Folglich betrachtete der Briefschreiber die Hebräer als geistlich Unmündige (infants = „Kleinkinder“), die die Grundlagen des Evangeliums von Grund auf neu lernen mussten. Die Korinther waren in ihrem Wachstum zurückgeblieben und wurden aufgrund ihrer Fleischlichkeit als „Unmündige“ (babes = „Babys“) betrachtet (1Kor 3,1); die Hebräer hingegen galten aufgrund ihrer
Gesetzlichkeit als „Unmündige“ (Heb 5,13). Sie mussten neu unterwiesen werden in Dingen, die er „die Elemente des Anfangs der Aussprüche Gottes“ nennt. Diese Elemente sind die grundlegenden Lehren über Christus als König und Messias Israels. Es ist die Wahrheit, die in seinem irdischen Wirken vor dem Kreuz bekannt wurde – im Wesentlichen das, was in den synoptischen Evangelien (Matthäus, Markus und Lukas) zu finden ist.
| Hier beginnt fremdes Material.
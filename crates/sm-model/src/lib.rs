#![forbid(unsafe_code)]

mod expression;
mod graph;
mod model;

pub use expression::{ExprArg, Expression, ExpressionKind, ExpressionToken};
pub use graph::{
    FoundNode, NodeInfo, RefPath, find_node, find_nodes, get_graph_nodes_info, get_node,
    get_node_info_selected_node, replace_node_in_graph, replace_non_start_node_in_graph,
    set_placeholders,
};
pub use model::{Materialization, NodeKey, PlaceholderValue, SqlModel, SqlModelBuilder};

use sm_dialect::DialectError;
use sm_template::TemplateError;
use thiserror::Error;

#[derive(Debug, Error, Clone, PartialEq, Eq)]
pub enum ExpressionError {
    #[error("template {template:?} has {expected} '{{}}' slots but {given} arguments were given")]
    ArgumentCount {
        template: String,
        expected: usize,
        given: usize,
    },
    #[error("expression references model {model} and can only be rendered as part of a model")]
    UnresolvedModelReference { model: String },
    #[error(transparent)]
    Dialect(#[from] DialectError),
}

#[derive(Debug, Error, Clone, PartialEq, Eq)]
pub enum ModelError {
    #[error("{model}: template uses placeholder {name:?} but no value was provided")]
    MissingPlaceholder { model: String, name: String },
    #[error("{model}: placeholder {name:?} was provided but the template does not use it")]
    UnusedPlaceholder { model: String, name: String },
    #[error("{model}: value of placeholder {name:?} contains placeholders itself")]
    NestedPlaceholder { model: String, name: String },
    #[error("{model}: template uses reference {name:?} but no model was provided")]
    MissingReference { model: String, name: String },
    #[error("{model}: reference {name:?} was provided but the template does not use it")]
    UnusedReference { model: String, name: String },
    #[error(transparent)]
    Template(#[from] TemplateError),
    #[error(transparent)]
    Expression(#[from] ExpressionError),
}

#[derive(Debug, Error, Clone, PartialEq, Eq)]
pub enum GraphError {
    #[error("reference path {path} does not resolve: no reference {missing:?}")]
    PathNotFound { path: RefPath, missing: String },
    #[error("reference path is empty; the start node itself cannot be replaced here")]
    EmptyPath,
    #[error(transparent)]
    Model(#[from] ModelError),
}
impl SqlModelBuilder {
    /// Start from template source text. Parse errors surface from
    /// [`SqlModelBuilder::build`].
    #[must_use]
    pub fn new(generic_name: impl Into<String>, template: &str) -> Self {
        let (template, error) = match Template::parse(template) {
            Ok(template) => (template, None),
            Err(err) => (Template::new(), Some(ModelError::from(err))),
        };
        Self {
            error,
            ..Self::from_template(generic_name, template)
        }
    }

    #[must_use]
    pub fn from_template(generic_name: impl Into<String>, template: Template) -> Self {
        Self {
            generic_name: generic_name.into(),
            template,
            placeholders: BTreeMap::new(),
            references: BTreeMap::new(),
            materialization: Materialization::Cte,
            materialization_name: None,
            column_expressions: Vec::new(),
            error: None,
        }
    }

    #[must_use]
    pub fn placeholder(mut self, name: impl Into<String>, value: impl Into<PlaceholderValue>) -> Self {
        self.placeholders
            .insert(name.into(), value.into().into_template());
        self
    }

    /// Render `expression` for `dialect` into placeholder `name`, registering
    /// the models it references.
    #[must_use]
    pub fn expression(mut self, name: impl Into<String>, expression: &Expression, dialect: Dialect) -> Self {
        self.references.extend(expression.model_references());
        self.placeholders
            .insert(name.into(), expression.to_template(dialect, None));
        self
    }

    #[must_use]
    pub fn reference(mut self, name: impl Into<String>, model: Arc<SqlModel>) -> Self {
        self.references.insert(name.into(), model);
        self
    }

    #[must_use]
    pub fn materialization(mut self, materialization: Materialization) -> Self {
        self.materialization = materialization;
        self
    }

    #[must_use]
    pub fn materialization_name(mut self, name: impl Into<String>) -> Self {
        self.materialization_name = Some(name.into());
        self
    }

    #[must_use]
    pub fn column(mut self, name: impl Into<String>, expression: Expression) -> Self {
        let name = name.into();
        match self.column_expressions.iter_mut().find(|(existing, _)| *existing == name) {
            Some(slot) => slot.1 = expression,
            None => self.column_expressions.push((name, expression)),
        }
        self
    }

    pub fn build(self) -> Result<Arc<SqlModel>, ModelError> {
        if let Some(err) = self.error {
            return Err(err);
        }
        let model = self.generic_name.clone();

        let used_placeholders = self.template.placeholder_names();
        if let Some(name) = used_placeholders
            .iter()
            .find(|name| !self.placeholders.contains_key(**name))
        {
            return Err(ModelError::MissingPlaceholder {
                model,
                name: (*name).to_owned(),
            });
        }
        if let Some(name) = self
            .placeholders
            .keys()
            .find(|name| !used_placeholders.contains(name.as_str()))
        {
            return Err(ModelError::UnusedPlaceholder {
                model,
                name: name.clone(),
            });
        }
        if let Some((name, _)) = self
            .placeholders
            .iter()
            .find(|(_, value)| value.has_placeholders())
        {
            return Err(ModelError::NestedPlaceholder {
                model,
                name: name.clone(),
            });
        }

        let resolved = self.template.substitute_placeholders(&self.placeholders)?;
        let used_references = resolved.reference_names();
        if let Some(name) = used_references
            .iter()
            .find(|name| !self.references.contains_key(**name))
        {
            return Err(ModelError::MissingReference {
                model,
                name: (*name).to_owned(),
            });
        }
        if let Some(name) = self
            .references
            .keys()
            .find(|name| !used_references.contains(name.as_str()))
        {
            return Err(ModelError::UnusedReference {
                model,
                name: name.clone(),
            });
        }

        let hash = content_hash(&resolved, &self.references);
        let name = derive_name(&self.generic_name, self.materialization_name.as_deref(), &hash);
        Ok(Arc::new(SqlModel {
            generic_name: self.generic_name,
            template: self.template,
            placeholders: self.placeholders,
            references: self.references,
            materialization: self.materialization,
            materialization_name: self.materialization_name,
            column_expressions: self.column_expressions,
            resolved,
            hash,
            name,
        }))
    }
}

#[cfg(test)]
mod tests {
    use std::collections::BTreeMap;
    use std::sync::Arc;

    use sm_dialect::Dialect;
    use sm_template::Template;

    use super::{Materialization, PlaceholderValue, SqlModel, SqlModelBuilder};
    use crate::{Expression, ModelError};

    fn value_model(key: &str, value: i64) -> Arc<SqlModel> {
        SqlModelBuilder::new("ValueModel", "select {key} as key, {val} as value")
            .placeholder("key", format!("'{key}'"))
            .placeholder("val", value)
            .build()
            .expect("value model")
    }

    fn ref_model(reference: Arc<SqlModel>, value: i64) -> Arc<SqlModel> {
        SqlModelBuilder::new("RefModel", "select key, value + {val} as value from {{ref}}")
            .reference("ref", reference)
            .placeholder("val", value)
            .build()
            .expect("ref model")
    }

    #[test]
    fn hash_is_content_based() {
        let a = value_model("a", 1);
        let b = value_model("a", 1);
        assert!(!Arc::ptr_eq(&a, &b));
        assert_eq!(a.hash(), b.hash());
        assert_eq!(a.hash().len(), 32);
        assert_ne!(a.hash(), value_model("a", 2).hash());

        // References compare by hash, not by allocation.
        assert_eq!(ref_model(a.clone(), 5).hash(), ref_model(b, 5).hash());
        assert_ne!(ref_model(a.clone(), 5).hash(), ref_model(value_model("b", 1), 5).hash());
    }

    #[test]
    fn default_name_is_derived_from_hash() {
        let model = value_model("a", 1);
        assert_eq!(model.name(), format!("ValueModel___{}", model.hash()));
        let named = model.copy_set_materialization_name("values");
        assert_eq!(named.name(), "values");
        assert_eq!(named.hash(), model.hash());
        assert_eq!(model.materialization_name(), None);
    }

    #[test]
    fn placeholder_and_reference_sets_must_match_template() {
        let missing = SqlModelBuilder::new("M", "select {a}").build().unwrap_err();
        assert_eq!(
            missing,
            ModelError::MissingPlaceholder {
                model: "M".to_owned(),
                name: "a".to_owned()
            }
        );

        let unused = SqlModelBuilder::new("M", "select 1")
            .placeholder("a", 1)
            .build()
            .unwrap_err();
        assert!(matches!(unused, ModelError::UnusedPlaceholder { .. }));

        let missing_ref = SqlModelBuilder::new("M", "select * from {{t}}")
            .build()
            .unwrap_err();
        assert!(matches!(missing_ref, ModelError::MissingReference { .. }));

        let unused_ref = SqlModelBuilder::new("M", "select 1")
            .reference("t", value_model("a", 1))
            .build()
            .unwrap_err();
        assert!(matches!(unused_ref, ModelError::UnusedReference { .. }));

        let bad_template = SqlModelBuilder::new("M", "select }").build().unwrap_err();
        assert!(matches!(bad_template, ModelError::Template(_)));
    }

    #[test]
    fn copy_operations_leave_the_original_untouched() {
        let model = value_model("a", 1);
        let view = model.copy_set_materialization(Materialization::View);
        assert_eq!(model.materialization(), Materialization::Cte);
        assert_eq!(view.materialization(), Materialization::View);

        let mut values = BTreeMap::new();
        values.insert("val".to_owned(), PlaceholderValue::from(7));
        let changed = model.copy_override_placeholders(values).unwrap();
        assert_ne!(changed.hash(), model.hash());
        assert_eq!(
            changed.placeholders()["val"].to_template_string(),
            "7"
        );
        assert_eq!(model.placeholders()["val"].to_template_string(), "1");
    }

    #[test]
    fn expression_placeholders_register_model_references() {
        let base = value_model("a", 1);
        let subquery = Expression::construct(
            "(select max(value) from {})",
            [Expression::model_reference(base.clone()).into()],
        )
        .unwrap();
        let model = SqlModelBuilder::new("Max", "select {max_value} as m")
            .expression("max_value", &subquery, Dialect::Postgres)
            .build()
            .unwrap();
        assert_eq!(model.references().len(), 1);
        let child = model.references().values().next().unwrap();
        assert_eq!(child.hash(), base.hash());
    }

    #[test]
    fn column_expressions_keep_insertion_order() {
        let model = SqlModelBuilder::new("Cols", "select 1 as b, 2 as a")
            .column("b", Expression::column_reference("b"))
            .column("a", Expression::column_reference("a"))
            .build()
            .unwrap();
        assert_eq!(model.column_names(), vec!["b", "a"]);
        assert!(model.validate_columns(Dialect::BigQuery).is_ok());
    }

    #[test]
    fn fragments_read_back_as_fragments() {
        let template = Template::parse("select max(value) from {{input}} where a = {x}").unwrap();
        let fragment = PlaceholderValue::from(template.clone());
        let json = serde_json::to_value(&fragment).unwrap();
        assert_eq!(
            json,
            serde_json::json!({ "template": "select max(value) from {{input}} where a = {x}" })
        );
        let back: PlaceholderValue = serde_json::from_value(json).unwrap();
        assert_eq!(back, PlaceholderValue::Fragment { template });

        let raw: PlaceholderValue = serde_json::from_str("\"'{x}'\"").unwrap();
        assert_eq!(raw, PlaceholderValue::Raw("'{x}'".to_owned()));
        let flag: PlaceholderValue = serde_json::from_str("true").unwrap();
        assert_eq!(flag, PlaceholderValue::Bool(true));
    }
}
W. Kelly sagt:
Diese [Elemente] werden als „der Anfang der Aussprüche Gottes“ bezeichnet und bedeuten das, was Gott in Christus während seines Lebens auf der Erde gegeben hat. Nicht darin inbegriffen sind die Erlösung und das, was dem Christentum seinen wahren, unverwechselbaren Charakter verleiht: sein Versetztsein in den Himmel und die Gabe des Geistes. […]
Mit dem „Wort von dem Anfang des Christus“ ist in Wirklichkeit das gemeint, was in den Tagen seines Fleisches offenbart und zur rechten Zeit als sein Dienst in den Evangelien aufgeschrieben wurde.2
Die Tatsache, dass die Hebräer in diese ersten Grundsätzen „wieder“ unterwiesen werden mussten, deutet darauf hin, dass sie sich zurückentwickelt hatten. Sie hatten gewusst und anerkannt, dass der Herr Jesus der Messias war, aber irgendwie waren sie über diese Dinge verwirrt worden und schienen sie nun in Frage zu stellen. Deshalb mussten sie darüber noch einmal belehrt werden. Das zeigt uns: Wenn wir in der Wahrheit Gottes nicht voranschreiten, werden wir uns von ihr entfernen. Wenn wir keine Fortschritte machen, werden wir uns zurückentwickeln. Die Hebräer zögerten und ihre Sinne wurden vernebelt, und das würde sie schließlich dazu bringen, zu ihren früheren Überzeugungen zurückzukehren.